GRAFFITI usually involves the scrawling of crude messages or ‘tags’ on to walls and motorway bridges.

But a Summertown spray-painter is taking a different approach by using lines from literature on hoardings surrounding a housing development.

Lines from English romantic poet Percy Bysshe Shelley have appeared outside the Hernes Road development of nine town houses.

The literary graffiti is a long passage from the sonnet Ozymandias about a crumbling statue in the desert, which features the memorable verse: “My name is Ozymandias, King of Kings: Look on my works, ye mighty, and despair!

Oxford-based poet Dan Holloway said Shelley’s poem was about human vanity.

He said: “It is poem about the vanity of humans thinking they can build something of lasting value when they can’t.”

Sweetcroft Homes is building nine homes at the site – all of which will have four or five bedrooms.

Harpes Road resident Ed Nash, 34, said the graffiti started appearing last year and had always been promptly replaced whenever it was painted over.

And he said whoever was behind it had written other passages from literature on the white walls.

He said: “It doesn’t look like regular graffiti. Whoever it is, is clearly highly intelligent.

“It is not done in a mean way – it is done in a tongue-in-cheek way.”

He also said he wished the words could become a permanent part of the development.

Hernes Road resident Stephen Struthers said: “If somebody is going to put up graffiti it is better they do that than the normal stuff.

“It is fairly harmless.

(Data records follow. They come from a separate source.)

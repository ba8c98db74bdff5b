use ratatui::{
    layout::{Constraint, Direction, Layout, Rect},
    style::{Color, Modifier, Style},
    text::{Line, Span},
    widgets::{Block, Borders, List, ListItem, Paragraph},
    Frame,
};

use pathwise::models::PlanTopic;

use super::{create_mastery_bar, mastery_color, truncate};
use crate::tui::App;

pub fn draw(f: &mut Frame, app: &App, area: Rect) {
    let chunks = Layout::default()
        .direction(Direction::Vertical)
        .constraints([
            Constraint::Length(10), // Plan stats + recommendations
            Constraint::Min(0),     // Today and overdue
        ])
        .split(area);

    let top_chunks = Layout::default()
        .direction(Direction::Horizontal)
        .constraints([Constraint::Percentage(50), Constraint::Percentage(50)])
        .split(chunks[0]);

    let bottom_chunks = Layout::default()
        .direction(Direction::Horizontal)
        .constraints([Constraint::Percentage(50), Constraint::Percentage(50)])
        .split(chunks[1]);

    draw_stats(f, app, top_chunks[0]);
    draw_recommended(f, app, top_chunks[1]);
    draw_plan_topics(f, " Today ", Color::Yellow, &app.todays, bottom_chunks[0]);
    draw_plan_topics(f, " Overdue ", Color::Red, &app.overdue, bottom_chunks[1]);
}

fn stat_line(label: &str, value: String, color: Color) -> Line<'static> {
    Line::from(vec![
        Span::styled(format!("{}: ", label), Style::default().fg(Color::Gray)),
        Span::styled(value, Style::default().fg(color)),
    ])
}

fn draw_stats(f: &mut Frame, app: &App, area: Rect) {
    let text = match &app.plan {
        Some(plan) => {
            let stats = &plan.stats;
            vec![
                Line::from(vec![
                    Span::styled("Plan: ", Style::default().fg(Color::Gray)),
                    Span::styled(
                        plan.status.label(),
                        Style::default()
                            .fg(Color::White)
                            .add_modifier(Modifier::BOLD),
                    ),
                ]),
                stat_line(
                    "Completed",
                    format!(
                        "{}/{} ({:.0}%)",
                        stats.completed_topics,
                        stats.total_topics,
                        stats.completion_rate()
                    ),
                    Color::Green,
                ),
                stat_line(
                    "In progress",
                    format!("{} ({} skipped)", stats.in_progress_topics, stats.skipped_topics),
                    Color::Cyan,
                ),
                stat_line(
                    "Sessions",
                    format!("{} ({} min)", stats.total_sessions, stats.total_minutes),
                    Color::White,
                ),
                stat_line(
                    "Streak",
                    format!("{} days (best {})", stats.streak_days, stats.longest_streak),
                    if stats.streak_days > 0 { Color::Yellow } else { Color::White },
                ),
                stat_line(
                    "Last studied",
                    stats
                        .last_study_date
                        .map(|d| d.format("%b %d").to_string())
                        .unwrap_or_else(|| "never".to_string()),
                    Color::White,
                ),
            ]
        }
        None => vec![
            Line::from(Span::styled("No study plan yet.", Style::default().fg(Color::Gray))),
            Line::from(Span::styled(
                "Create one with `pathwise plan create`.",
                Style::default().fg(Color::DarkGray),
            )),
        ],
    };

    let block = Block::default()
        .borders(Borders::ALL)
        .title(" Plan ")
        .title_style(Style::default().fg(Color::Cyan));

    f.render_widget(Paragraph::new(text).block(block), area);
}

fn draw_recommended(f: &mut Frame, app: &App, area: Rect) {
    let mut items: Vec<ListItem> = vec![ListItem::new(Line::from(vec![
        Span::styled("Next: ", Style::default().fg(Color::Gray)),
        Span::styled(
            app.next_topic.clone(),
            Style::default()
                .fg(Color::Yellow)
                .add_modifier(Modifier::BOLD),
        ),
    ]))];

    items.extend(app.recommended.iter().enumerate().map(|(i, topic)| {
        let mastery = app
            .mastery
            .items
            .iter()
            .find(|r| r.topic.id == topic.id)
            .map_or(0.0, |r| r.mastery);

        ListItem::new(Line::from(vec![
            Span::styled(format!("{}. ", i + 1), Style::default().fg(Color::DarkGray)),
            Span::styled(format!("{:<22}", truncate(&topic.name, 20)), Style::default().fg(Color::White)),
            Span::styled(create_mastery_bar(mastery), Style::default().fg(mastery_color(mastery))),
        ]))
    }));

    let block = Block::default()
        .borders(Borders::ALL)
        .title(" Recommended ")
        .title_style(Style::default().fg(Color::Yellow));

    f.render_widget(List::new(items).block(block), area);
}

fn draw_plan_topics(f: &mut Frame, title: &str, color: Color, topics: &[PlanTopic], area: Rect) {
    let items: Vec<ListItem> = topics
        .iter()
        .map(|t| {
            ListItem::new(Line::from(vec![
                Span::styled(
                    format!("{:<8}", t.target_date.format("%b %d")),
                    Style::default().fg(Color::DarkGray),
                ),
                Span::styled(format!("{:<22}", truncate(&t.name, 20)), Style::default().fg(color)),
                Span::styled(format!("{} min", t.estimated_minutes), Style::default().fg(Color::Gray)),
            ]))
        })
        .collect();

    let block = Block::default()
        .borders(Borders::ALL)
        .title(title.to_string())
        .title_style(Style::default().fg(color));

    f.render_widget(List::new(items).block(block), area);
}
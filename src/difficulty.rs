//! Maps mastery to a difficulty label, a study recommendation, an activity
//! type and a time allocation.

use serde::{Deserialize, Serialize};

use crate::catalog::mastery_of;
use crate::config::EngineConfig;
use crate::models::{DifficultyLevel, MasteryMap, MasteryState};

#[derive(Debug, Clone, Copy, PartialEq, Eq, Serialize, Deserialize)]
#[serde(rename_all = "snake_case")]
pub enum Recommendation {
    ReviewBasics,
    Practice,
    Challenge,
    TeachOthers,
}

impl Recommendation {
    pub fn as_str(&self) -> &'static str {
        match self {
            Recommendation::ReviewBasics => "review_basics",
            Recommendation::Practice => "practice",
            Recommendation::Challenge => "challenge",
            Recommendation::TeachOthers => "teach_others",
        }
    }

    pub fn description(&self) -> &'static str {
        match self {
            Recommendation::ReviewBasics => "Revisit the fundamentals before moving on",
            Recommendation::Practice => "Build fluency with guided practice",
            Recommendation::Challenge => "Stretch with harder problems",
            Recommendation::TeachOthers => "Consolidate by explaining it to someone else",
        }
    }
}

#[derive(Debug, Clone, Copy, PartialEq, Eq, Serialize, Deserialize)]
#[serde(rename_all = "snake_case")]
pub enum ActivityType {
    Review,
    Practice,
    Challenge,
    Mastery,
}

impl ActivityType {
    pub fn as_str(&self) -> &'static str {
        match self {
            ActivityType::Review => "review",
            ActivityType::Practice => "practice",
            ActivityType::Challenge => "challenge",
            ActivityType::Mastery => "mastery",
        }
    }
}

#[derive(Debug, Clone, PartialEq, Serialize)]
pub struct AdaptiveDifficulty {
    pub topic_id: String,
    pub mastery: f64,
    pub level: DifficultyLevel,
    pub recommendation: Recommendation,
}

/// Everything a content generator needs to pitch the next activity.
#[derive(Debug, Clone, PartialEq, Serialize)]
pub struct StudyAdvice {
    pub difficulty: AdaptiveDifficulty,
    pub activity: ActivityType,
    pub recent_accuracy: Option<f64>,
    pub minutes: u32,
}

pub struct DifficultyAdvisor<'a> {
    config: &'a EngineConfig,
}

impl<'a> DifficultyAdvisor<'a> {
    pub fn new(config: &'a EngineConfig) -> Self {
        Self { config }
    }

    pub fn adaptive_difficulty(&self, topic_id: &str, mastery: &MasteryMap) -> AdaptiveDifficulty {
        let t = &self.config.thresholds;
        let a = &self.config.advice;
        let m = mastery_of(mastery, topic_id, self.config.bkt.prior);

        let recommendation = if m < a.review_basics_below {
            Recommendation::ReviewBasics
        } else if m < a.practice_below {
            Recommendation::Practice
        } else if m < a.challenge_below {
            Recommendation::Challenge
        } else {
            Recommendation::TeachOthers
        };

        AdaptiveDifficulty {
            topic_id: topic_id.to_string(),
            mastery: m,
            level: DifficultyLevel::from_mastery(m, t.beginner_below, t.intermediate_below),
            recommendation,
        }
    }

    /// `recent_accuracy` of `None` means no history, which never forces a review.
    pub fn activity_type(&self, mastery: f64, recent_accuracy: Option<f64>) -> ActivityType {
        let a = &self.config.advice;
        let struggling = recent_accuracy.is_some_and(|acc| acc < a.activity_accuracy_below);

        if mastery < a.activity_review_below || struggling {
            ActivityType::Review
        } else if mastery < a.activity_practice_below {
            ActivityType::Practice
        } else if mastery < a.activity_challenge_below {
            ActivityType::Challenge
        } else {
            ActivityType::Mastery
        }
    }

    /// Weak topics get the most time; never more than `remaining_budget`.
    pub fn time_allocation(&self, mastery: f64, remaining_budget: u32) -> u32 {
        let alloc = &self.config.allocation;
        let units = if mastery < alloc.weak_below {
            alloc.weak_units
        } else if mastery < alloc.moderate_below {
            alloc.moderate_units
        } else {
            alloc.strong_units
        };
        units.min(remaining_budget)
    }

    pub fn advise(&self, topic_id: &str, state: Option<&MasteryState>, remaining_budget: u32) -> StudyAdvice {
        let mut mastery = MasteryMap::new();
        if let Some(s) = state {
            mastery.insert(topic_id.to_string(), s.mastery);
        }
        let difficulty = self.adaptive_difficulty(topic_id, &mastery);
        let recent_accuracy =
            state.and_then(|s| s.recent_accuracy(self.config.thresholds.recent_window));

        StudyAdvice {
            activity: self.activity_type(difficulty.mastery, recent_accuracy),
            minutes: self.time_allocation(difficulty.mastery, remaining_budget),
            recent_accuracy,
            difficulty,
        }
    }
}
impl TopicStatus {
    pub fn is_terminal(&self) -> bool {
        matches!(self, TopicStatus::Completed | TopicStatus::Skipped)
    }

    pub fn as_str(&self) -> &'static str {
        match self {
            TopicStatus::Pending => "pending",
            TopicStatus::InProgress => "in_progress",
            TopicStatus::Completed => "completed",
            TopicStatus::Skipped => "skipped",
        }
    }

    pub fn label(&self) -> &'static str {
        match self {
            TopicStatus::Pending => "Pending",
            TopicStatus::InProgress => "In Progress",
            TopicStatus::Completed => "Completed",
            TopicStatus::Skipped => "Skipped",
        }
    }
}

impl std::fmt::Display for TopicStatus {
    fn fmt(&self, f: &mut std::fmt::Formatter<'_>) -> std::fmt::Result {
        f.write_str(self.as_str())
    }
}

#[derive(Debug, Clone, Copy, PartialEq, Eq, Serialize, Deserialize)]
#[serde(rename_all = "snake_case")]
pub enum PlanStatus {
    Active,
    Paused,
    Completed,
    Cancelled,
}

impl PlanStatus {
    pub fn as_str(&self) -> &'static str {
        match self {
            PlanStatus::Active => "active",
            PlanStatus::Paused => "paused",
            PlanStatus::Completed => "completed",
            PlanStatus::Cancelled => "cancelled",
        }
    }

    pub fn from_str(s: &str) -> Option<Self> {
        match s.to_lowercase().as_str() {
            "active" => Some(PlanStatus::Active),
            "paused" | "pause" => Some(PlanStatus::Paused),
            "completed" | "complete" => Some(PlanStatus::Completed),
            "cancelled" | "canceled" | "cancel" => Some(PlanStatus::Cancelled),
            _ => None,
        }
    }

    pub fn label(&self) -> &'static str {
        match self {
            PlanStatus::Active => "Active",
            PlanStatus::Paused => "Paused",
            PlanStatus::Completed => "Completed",
            PlanStatus::Cancelled => "Cancelled",
        }
    }
}

#[derive(Debug, Clone, Copy, PartialEq, Eq, PartialOrd, Ord, Default, Serialize, Deserialize)]
#[serde(rename_all = "snake_case")]
pub enum Priority {
    Low,
    #[default]
    Medium,
    High,
}

impl Priority {
    pub fn as_str(&self) -> &'static str {
        match self {
            Priority::Low => "low",
            Priority::Medium => "medium",
            Priority::High => "high",
        }
    }

    pub fn from_str(s: &str) -> Option<Self> {
        match s.to_lowercase().as_str() {
            "low" | "l" => Some(Priority::Low),
            "medium" | "m" | "normal" => Some(Priority::Medium),
            "high" | "h" => Some(Priority::High),
            _ => None,
        }
    }
}

#[derive(Debug, Clone, Copy, PartialEq, Eq, Serialize, Deserialize)]
#[serde(rename_all = "snake_case")]
pub enum SessionType {
    Study,
    Quiz,
    Chat,
    Review,
}

impl SessionType {
    pub fn as_str(&self) -> &'static str {
        match self {
            SessionType::Study => "study",
            SessionType::Quiz => "quiz",
            SessionType::Chat => "chat",
            SessionType::Review => "review",
        }
    }

    pub fn from_str(s: &str) -> Option<Self> {
        match s.to_lowercase().as_str() {
            "study" | "s" => Some(SessionType::Study),
            "quiz" | "q" => Some(SessionType::Quiz),
            "chat" | "c" => Some(SessionType::Chat),
            "review" | "r" => Some(SessionType::Review),
            _ => None,
        }
    }
}

// A recorded study session, never mutated after it is appended
#[derive(Debug, Clone, PartialEq, Serialize, Deserialize)]
pub struct StudySession {
    pub id: String,
    pub started_at: DateTime<Utc>,
    pub ended_at: DateTime<Utc>,
    pub duration_minutes: u32,
    pub session_type: SessionType,
    pub score: Option<f64>,
    pub completed: bool,
    pub notes: Option<String>,
    #[serde(default)]
    pub metadata: Metadata,
}

#[derive(Debug, Clone, PartialEq, Serialize, Deserialize)]
pub struct PlanTopic {
    pub topic_id: String,
    pub name: String,
    pub target_date: NaiveDate,
    pub status: TopicStatus,
    pub estimated_minutes: u32,
    pub priority: Priority,
    pub notes: Option<String>,
    #[serde(default)]
    pub sessions: Vec<StudySession>,
    pub completed_at: Option<DateTime<Utc>>,
}

impl PlanTopic {
    pub fn completed_sessions(&self) -> usize {
        self.sessions.iter().filter(|s| s.completed).count()
    }

    pub fn best_quiz_score(&self) -> Option<f64> {
        self.sessions
            .iter()
            .filter(|s| s.session_type == SessionType::Quiz)
            .filter_map(|s| s.score)
            .fold(None, |best, score| match best {
                Some(b) if b >= score => Some(b),
                _ => Some(score),
            })
    }

    pub fn minutes_studied(&self) -> u32 {
        self.sessions.iter().map(|s| s.duration_minutes).sum()
    }

    pub fn is_open(&self) -> bool {
        !self.status.is_terminal()
    }
}

#[derive(Debug, Clone, PartialEq, Serialize, Deserialize)]
pub struct PlanSettings {
    pub reminder_time: NaiveTime,
    pub auto_advance: bool,
    pub include_weekends: bool,
}

#[derive(Debug, Clone, Default, PartialEq, Serialize, Deserialize)]
pub struct PlanStats {
    pub total_topics: u32,
    pub pending_topics: u32,
    pub in_progress_topics: u32,
    pub completed_topics: u32,
    pub skipped_topics: u32,
    pub total_sessions: u32,
    pub total_minutes: u32,
    pub streak_days: u32,
    pub longest_streak: u32,
    pub last_study_date: Option<NaiveDate>,
}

The only problem is it might encourage more offensive graffiti.”

Another resident, who asked not to be named, said: “Whoever is doing it obviously thinks the building is pretty hideous and obtrusive.”

Sweetcroft Homes director Glen Chapman said he suspected the vandal was protesting at the development which saw “three or four” trees taken down.

But he said many more trees would be planted.

He added that the firm had painted over the graffiti at least three times.

He said: “It is a vandal with a masters in English Literature.

“I appreciate the humour, I appreciate the literature. It just doesn’t connect well with people wanting to buy houses.”


  • University College in Oxford hosts The Shelley Memorial, in memory of the poet who once studied there.
  • Percy Shelley (1792-1822) was expelled from the college after writing a controversial pamphlet, The Necessity of Atheism.
  • In 2005, the college acquired some of the poet's letters.